About the author :
Dr Wing Lau is the Education Consultant for Wai Kiu College, a position he has held since 1999. He is a Fellow of the British Institution of Mechanical Engineers, a Fellow of the British Institution of Nuclear Engineers. He studied Aeronautics and has a Master degree in Mathematics.
Prior to his retirement, he was the Chief Engineer at the Department of Physics, Oxford University. He worked with scientists there on a number of leading Particle and Astrophysics research projects.
He is a governor of the Cokethorpe School in Whitney, Oxfordshire. He is also the College Advisor for the Green Templeton College, Oxford University.
Appendix 3 of the Report on “Promotion of STEM Education”, published by the Hong Kong Education Bureau in December 2016, recommends two approaches for organising Learning Activities in STEM Education. They are, and I quote:
1.Learning Activities based on the topics of a KLA, with students encouraged to integrate relevant learning elements from other KLAs; and
2.projects for students to integrate relevant learning elements from different KLAs, the different learning elements being Science, Technology and Maths.
How is the scheme being implemented across schools in Hong Kong?
I believe that schools are doing their best to make the scheme work. However, with teachers facing pressure to accommodate tight teaching schedules whilst also providing extra tuition for students who need additional help on core subjects, it is difficult for them to devote any more time to organising STEM education properly, in the way that our Education Department expects. There are of course some exceptional individuals who have the enthusiasm and the know-how to run such a course. However, this must be the exception rather than the norm.
Schools therefore find it more cost-effective and time-efficient to outsource the programme to external providers who have the resources to run such a course. Whether they have the necessary expertise to do it to the expectation of our Education Bureau is another matter, but they seem to be popular and very much in demand. STEM providers have multiplied as a result and we are seeing many learning centres being established with the sole function of running STEM courses.
This is good news for both the provider and the recipients - the students. Now that the scheme has been running for some time, let's ask the following questions:
• Are the STEM courses run by the independent course providers in line with the guidelines proposed by, and expectations of, our Education Bureau?

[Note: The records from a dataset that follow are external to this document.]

//! Recipe shapes and the matching strategies used to resolve them.
//!
//! Recipes are plain immutable data. All three families live in one closed
//! [`Recipe`] enum so lookups can match exhaustively.

use crate::config::DEFAULT_TRANSFORM_TICKS;
use crate::fixed::Ticks;
use crate::id::{EffectId, KindId};
use crate::item::ResourceStack;
use crate::property::{HerbRates, PotionProperties};
use serde::{Deserialize, Serialize};
use std::collections::{BTreeMap, BTreeSet};

/// A required kind and quantity.
#[derive(Debug, Clone, Copy, PartialEq, Eq, Hash, Serialize, Deserialize)]
pub struct Ingredient {
    pub kind: KindId,
    pub count: u32,
}

impl Ingredient {
    pub fn new(kind: KindId, count: u32) -> Self {
        Self { kind, count }
    }
}

/// Condition on the station's finished potion.
#[derive(Debug, Clone, Copy, PartialEq, Eq, Default, Serialize, Deserialize)]
pub struct PotionPredicate {
    /// Required effect. `None` accepts any potion, brewed with or without a recipe.
    #[serde(default)]
    pub effect: Option<EffectId>,
    #[serde(default)]
    pub min_duration: u32,
    #[serde(default)]
    pub min_level: u32,
}

impl PotionPredicate {
    pub fn matches(&self, potion: &PotionProperties) -> bool {
        if self.effect.is_some_and(|e| potion.effect != Some(e)) {
            return false;
        }
        potion.duration_seconds >= self.min_duration && potion.level >= self.min_level
    }
}

// ---------------------------------------------------------------------------
// Recipe families
// ---------------------------------------------------------------------------

/// Turns a set of materials into a potion effect. Matched by exact multiset.
#[derive(Debug, Clone, PartialEq, Eq, Serialize, Deserialize)]
pub struct BrewingRecipe {
    pub name: String,
    pub materials: Vec<Ingredient>,
    pub effect: EffectId,
    pub color: u32,
    #[serde(default)]
    pub rates: HerbRates,
}

/// What an infusing recipe produces.
#[derive(Debug, Clone, PartialEq, Eq, Serialize, Deserialize)]
pub enum InfusingOutput {
    /// A fixed item.
    Item(ResourceStack),
    /// The input item stamped with the station's potion and herb cost.
    BindPotion,
    /// The input kind with every property stripped.
    Unbind,
}

/// Soaks an item in the finished potion. Matched by kind-set equality.
#[derive(Debug, Clone, PartialEq, Eq, Serialize, Deserialize)]
pub struct InfusingRecipe {
    pub name: String,
    pub inputs: Vec<Ingredient>,
    #[serde(default)]
    pub potion: PotionPredicate,
    pub output: InfusingOutput,
}

/// Processes an item in the finished potion over time. Input counts are
/// matched greedily.
#[derive(Debug, Clone, PartialEq, Eq, Serialize, Deserialize)]
pub struct TransformRecipe {
    pub name: String,
    pub input: Ingredient,
    #[serde(default)]
    pub potion: PotionPredicate,
    pub output: ResourceStack,
    pub processing_ticks: Ticks,
}

impl TransformRecipe {
    pub fn new(
        name: &str,
        input: Ingredient,
        potion: PotionPredicate,
        output: ResourceStack,
    ) -> Self {
        Self {
            name: name.to_string(),
            input,
            potion,
            output,
            processing_ticks: DEFAULT_TRANSFORM_TICKS,
        }
    }
}

/// Every recipe family the station understands.
#[derive(Debug, Clone, PartialEq, Eq, Serialize, Deserialize)]
pub enum Recipe {
    Brewing(BrewingRecipe),
    Infusing(InfusingRecipe),
    Transform(TransformRecipe),
}

impl Recipe {
    pub fn name(&self) -> &str {
        match self {
            Recipe::Brewing(r) => &r.name,
            Recipe::Infusing(r) => &r.name,
            Recipe::Transform(r) => &r.name,
        }
    }

    /// Every kind referenced as an input or output.
    pub fn referenced_kinds(&self) -> Vec<KindId> {
        match self {
            Recipe::Brewing(r) => r.materials.iter().map(|i| i.kind).collect(),
            Recipe::Infusing(r) => {
                let mut kinds: Vec<KindId> = r.inputs.iter().map(|i| i.kind).collect();
                if let InfusingOutput::Item(stack) = &r.output {
                    kinds.push(stack.kind);
                }
                kinds
            }
            Recipe::Transform(r) => vec![r.input.kind, r.output.kind],
        }
    }

    /// Every effect referenced by the recipe or its potion predicate.
    pub fn referenced_effects(&self) -> Vec<EffectId> {
        match self {
            Recipe::Brewing(r) => vec![r.effect],
            Recipe::Infusing(r) => r.potion.effect.into_iter().collect(),
            Recipe::Transform(r) => r.potion.effect.into_iter().collect(),
        }
    }
}

// ---------------------------------------------------------------------------
// Matching strategies
// ---------------------------------------------------------------------------

/// How required ingredients are compared against available resources.
#[derive(Debug, Clone, Copy, PartialEq, Eq)]
pub enum MatchStrategy {
    /// Same kinds with the same total per kind.
    ExactMultiset,
    /// Same set of distinct kinds; counts ignored.
    KindSet,
    /// At least the required count of each kind.
    AtLeast,
}

impl MatchStrategy {
    pub fn matches(self, required: &[Ingredient], available: &BTreeMap<KindId, u32>) -> bool {
        match self {
            MatchStrategy::ExactMultiset => matches_exact(required, available),
            MatchStrategy::KindSet => matches_kinds(required, available),
            MatchStrategy::AtLeast => matches_at_least(required, available),
        }
    }
}

/// Collapse ingredients into kind -> total. Zero counts are dropped.
pub fn histogram(ingredients: &[Ingredient]) -> BTreeMap<KindId, u32> {
    let mut out = BTreeMap::new();
    for i in ingredients.iter().filter(|i| i.count > 0) {
        *out.entry(i.kind).or_insert(0) += i.count;
    }
    out
}

fn nonzero(available: &BTreeMap<KindId, u32>) -> BTreeMap<KindId, u32> {
    available
        .iter()
        .filter(|&(_, &c)| c > 0)
        .map(|(&k, &c)| (k, c))
        .collect()
}

/// Histogram equality. Repeated ingredient entries are summed first.
pub fn matches_exact(required: &[Ingredient], available: &BTreeMap<KindId, u32>) -> bool {
    !required.is_empty() && histogram(required) == nonzero(available)
}

/// Distinct-kind set equality.
pub fn matches_kinds(required: &[Ingredient], available: &BTreeMap<KindId, u32>) -> bool {
    let want: BTreeSet<KindId> = required.iter().map(|i| i.kind).collect();
    let have: BTreeSet<KindId> = nonzero(available).into_keys().collect();
    !want.is_empty() && want == have
}

/// Deduct each requirement, in declaration order, from a working copy.
pub fn matches_at_least(required: &[Ingredient], available: &BTreeMap<KindId, u32>) -> bool {
    let mut working = available.clone();
    for req in required {
        match working.get_mut(&req.kind) {
            Some(have) if *have >= req.count => *have -= req.count,
            _ => return false,
        }
    }
    true
}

• What learning values do they offer?
• How do the students react to it?
On the face of it, I believe the “value for money” part has been loosely fulfilled and widely accepted. Parents are happy enough to pay for their kids to build mechanical robots, create coding for apps, make Lego models etc. But I struggle to find a course that meets and integrates all three elements of KLA.
Yes, building mechanical models certainly raises children's awareness of, and hands-on experience of, an aspect of technology. I guess I can relate one of the key KLA elements, the Technology, to the process of assembling robot parts and adding a few sensors and motors to make the robot carry out its assigned task, but I rarely find that the other two elements exist. There is a distinct absence of Science and Maths in the process of assembling or building a mechanical robot, for instance.
Am I trivialising the efforts shown by our hard-working colleagues in the STEM sector? Certainly not. I understand how frustrated they must be. As soon as you mix any activity with science and mathematics, especially those horrid-looking equations, you will turn the kids off straight away. If you take away these two unwelcome elements, however, you stand being accused of trivialising STEM. They are very much teetering between a rock and a hard place.
Take the burger as an example. It is made up of three elements: the meat patty in the middle, the top bun, and the bottom bun. A burger is sold on the quality and tastiness of the meat. If that doesn't attract the customer, the bun becomes secondary. But consider this. However tasty the meat patty, you wouldn't say that you have a burger if the meat did not come with the top and bottom buns, would you?
In STEM terms, the Technology is the burger's meat patty. The Science and Maths are the top and bottom bun. Only by putting them all together will you have a real burger. If you omit an element, you will have something else altogether. That signifies the importance of the Science and Maths elements in the whole scheme of STEM.
I believe we have got our customers used to the meaty bit of our burger. They all understand what Technology is, albeit less in-depth than what we first expected. As time goes by, though, they will grow tired of just building robots and Lego blocks over and over again. It is time that we introduce something more creative and more innovative, that fuses all three elements of Science, Technology and Maths. If we don’t, the whole scheme will eventually fall by the wayside.
A programme of revitalisation is therefore needed to take STEM to the next stage. This requires it to be introduced with Science, Technology and Maths as an integral object, rather than as fragmented or secondary learning elements. That, we must strive to achieve.